Take the records below from their first line to the line with "let command = match", and restate those lines word for word.

============================================================

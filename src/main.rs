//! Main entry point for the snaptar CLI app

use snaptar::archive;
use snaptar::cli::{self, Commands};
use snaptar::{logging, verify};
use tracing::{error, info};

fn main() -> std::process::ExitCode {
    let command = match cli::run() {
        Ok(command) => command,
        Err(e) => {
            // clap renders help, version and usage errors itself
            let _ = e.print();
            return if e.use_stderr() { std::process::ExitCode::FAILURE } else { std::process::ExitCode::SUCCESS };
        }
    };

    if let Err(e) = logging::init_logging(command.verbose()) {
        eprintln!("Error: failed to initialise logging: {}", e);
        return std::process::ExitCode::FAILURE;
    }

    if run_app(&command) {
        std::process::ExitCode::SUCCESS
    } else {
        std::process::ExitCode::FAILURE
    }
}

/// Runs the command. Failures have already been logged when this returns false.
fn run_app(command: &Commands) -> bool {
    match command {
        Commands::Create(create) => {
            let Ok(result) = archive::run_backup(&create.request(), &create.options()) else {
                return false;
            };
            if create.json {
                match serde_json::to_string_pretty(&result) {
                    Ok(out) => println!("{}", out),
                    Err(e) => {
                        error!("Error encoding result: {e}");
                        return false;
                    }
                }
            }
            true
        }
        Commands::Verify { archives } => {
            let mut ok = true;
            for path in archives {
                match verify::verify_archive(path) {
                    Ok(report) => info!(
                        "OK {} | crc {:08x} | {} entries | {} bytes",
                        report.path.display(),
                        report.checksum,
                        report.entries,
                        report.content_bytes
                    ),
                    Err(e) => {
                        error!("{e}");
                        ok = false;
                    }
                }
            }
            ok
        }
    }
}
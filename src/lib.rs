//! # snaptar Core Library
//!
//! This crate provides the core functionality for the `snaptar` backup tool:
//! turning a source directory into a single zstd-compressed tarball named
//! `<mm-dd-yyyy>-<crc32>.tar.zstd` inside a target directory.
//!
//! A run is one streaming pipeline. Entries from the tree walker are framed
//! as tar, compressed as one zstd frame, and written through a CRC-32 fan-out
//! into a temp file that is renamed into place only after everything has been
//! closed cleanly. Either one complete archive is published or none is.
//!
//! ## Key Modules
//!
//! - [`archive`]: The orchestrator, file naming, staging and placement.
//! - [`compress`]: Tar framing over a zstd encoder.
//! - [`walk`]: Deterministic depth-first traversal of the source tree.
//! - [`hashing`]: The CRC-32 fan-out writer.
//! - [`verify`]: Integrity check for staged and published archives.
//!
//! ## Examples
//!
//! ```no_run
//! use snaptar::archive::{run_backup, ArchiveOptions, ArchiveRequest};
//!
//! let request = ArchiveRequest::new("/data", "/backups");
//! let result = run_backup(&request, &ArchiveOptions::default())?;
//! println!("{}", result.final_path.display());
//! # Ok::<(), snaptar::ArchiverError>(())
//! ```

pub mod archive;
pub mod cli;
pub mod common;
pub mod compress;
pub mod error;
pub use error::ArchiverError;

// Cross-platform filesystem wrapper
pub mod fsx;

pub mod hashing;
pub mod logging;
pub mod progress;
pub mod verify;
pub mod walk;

============================================================

EXPECTED ANSWER:
filename src/main.rs
//! Main entry point for the snaptar CLI app

use snaptar::archive;
use snaptar::cli::{self, Commands};
use snaptar::{logging, verify};
use tracing::{error, info};

fn main() -> std::process::ExitCode {
    let command = match cli::run() {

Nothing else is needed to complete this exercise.